Stored items from a collection:

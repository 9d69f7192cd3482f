// basic-rules/mythcraft: basic-rules/mythcraft/profession/smithing
use mythcraft::system::mythcraft::{data::Item, SystemConfig};

#[test]
fn parse_and_validate() -> anyhow::Result<()> {
	let item: Item = serde_json::from_str(include_str!("/root/crate/modules/basic-rules/mythcraft/profession/smithing.json"))?;
	assert!(!item.id.is_empty(), "basic-rules/mythcraft/profession/smithing has no id");
	let config = SystemConfig::default();
	for advancement in item.advancements() {
		advancement.validate(&config)?;
	}
	Ok(())
}
use crate::system::{core::DocumentId, mythcraft::advancement::Selection};
use serde::{Deserialize, Serialize};
use std::collections::BTreeMap;

/// Namespaced flags stored on an item document.
#[derive(Clone, PartialEq, Debug, Default, Serialize, Deserialize)]
pub struct ItemFlags {
	#[serde(default)]
	pub mythcraft: SystemFlags,
}

#[derive(Clone, PartialEq, Debug, Default, Serialize, Deserialize)]
pub struct SystemFlags {
	#[serde(default)]
	pub advancement: AdvancementFlags,
}

/// Advancement bookkeeping for one item.
///
/// Items granted by an advancement carry their provenance (`parent_id`, `advancement_id`, and the
/// candidate `source` they were created from). Items that own advancements carry the selection made
/// for each of their resolved advancements, keyed by advancement id.
#[derive(Clone, PartialEq, Debug, Serialize, Deserialize)]
#[serde(rename_all = "camelCase")]
pub struct AdvancementFlags {
	#[serde(default = "AdvancementFlags::current_version")]
	pub version: u32,
	#[serde(default, skip_serializing_if = "Option::is_none")]
	pub parent_id: Option<DocumentId>,
	#[serde(default, skip_serializing_if = "Option::is_none")]
	pub advancement_id: Option<DocumentId>,
	#[serde(default, skip_serializing_if = "Option::is_none")]
	pub source: Option<String>,
	#[serde(default, skip_serializing_if = "BTreeMap::is_empty")]
	pub selections: BTreeMap<DocumentId, Selection>,
}

impl Default for AdvancementFlags {
	fn default() -> Self {
		Self {
			version: Self::VERSION,
			parent_id: None,
			advancement_id: None,
			source: None,
			selections: BTreeMap::new(),
		}
	}
}

impl AdvancementFlags {
	pub const VERSION: u32 = 1;

	fn current_version() -> u32 {
		Self::VERSION
	}

	/// The host document path of the flag recording `advancement_id`'s selection.
	pub fn selection_path(advancement_id: &DocumentId) -> String {
		format!("flags.mythcraft.advancement.selections.{advancement_id}")
	}

	/// Returns true if this item was granted by `advancement_id` on `parent_id`.
	pub fn granted_by(&self, parent_id: &DocumentId, advancement_id: &DocumentId) -> bool {
		self.parent_id.as_ref() == Some(parent_id) && self.advancement_id.as_ref() == Some(advancement_id)
	}
}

AIM OF THE EXERCISE ▸ Print each entry above again, exactly as it was given.

RESPONSE TO THE EXERCISE ▸
repository 9d69f7192cd3482f
// basic-rules/mythcraft: basic-rules/mythcraft/profession/smithing
use mythcraft::system::mythcraft::{data::Item, SystemConfig};

#[test]
fn parse_and_validate() -> anyhow::Result<()> {
	let item: Item = serde_json::from_str(include_str!("/root/crate/modules/basic-rules/mythcraft/profession/smithing.json"))?;
	assert!(!item.id.is_empty(), "basic-rules/mythcraft/profession/smithing has no id");
	let config = SystemConfig::default();
	for advancement in item.advancements() {
		advancement.validate(&config)?;
	}
	Ok(())
}
use crate::system::{core::DocumentId, mythcraft::advancement::Selection};
use serde::{Deserialize, Serialize};
use std::collections::BTreeMap;

/// Namespaced flags stored on an item document.
#[derive(Clone, PartialEq, Debug, Default, Serialize, Deserialize)]
pub struct ItemFlags {
	#[serde(default)]
	pub mythcraft: SystemFlags,
}

#[derive(Clone, PartialEq, Debug, Default, Serialize, Deserialize)]
pub struct SystemFlags {
	#[serde(default)]
	pub advancement: AdvancementFlags,
}

/// Advancement bookkeeping for one item.
///
/// Items granted by an advancement carry their provenance (`parent_id`, `advancement_id`, and the
/// candidate `source` they were created from). Items that own advancements carry the selection made
/// for each of their resolved advancements, keyed by advancement id.
#[derive(Clone, PartialEq, Debug, Serialize, Deserialize)]
#[serde(rename_all = "camelCase")]
pub struct AdvancementFlags {
	#[serde(default = "AdvancementFlags::current_version")]
	pub version: u32,
	#[serde(default, skip_serializing_if = "Option::is_none")]
	pub parent_id: Option<DocumentId>,
	#[serde(default, skip_serializing_if = "Option::is_none")]
	pub advancement_id: Option<DocumentId>,
	#[serde(default, skip_serializing_if = "Option::is_none")]
	pub source: Option<String>,
	#[serde(default, skip_serializing_if = "BTreeMap::is_empty")]
	pub selections: BTreeMap<DocumentId, Selection>,
}

impl Default for AdvancementFlags {
	fn default() -> Self {
		Self {
			version: Self::VERSION,
			parent_id: None,
			advancement_id: None,
			source: None,
			selections: BTreeMap::new(),
		}
	}
}

impl AdvancementFlags {
	pub const VERSION: u32 = 1;

	fn current_version() -> u32 {
		Self::VERSION
	}

	/// The host document path of the flag recording `advancement_id`'s selection.
	pub fn selection_path(advancement_id: &DocumentId) -> String {
		format!("flags.mythcraft.advancement.selections.{advancement_id}")
	}

	/// Returns true if this item was granted by `advancement_id` on `parent_id`.
	pub fn granted_by(&self, parent_id: &DocumentId, advancement_id: &DocumentId) -> bool {
		self.parent_id.as_ref() == Some(parent_id) && self.advancement_id.as_ref() == Some(advancement_id)
	}
}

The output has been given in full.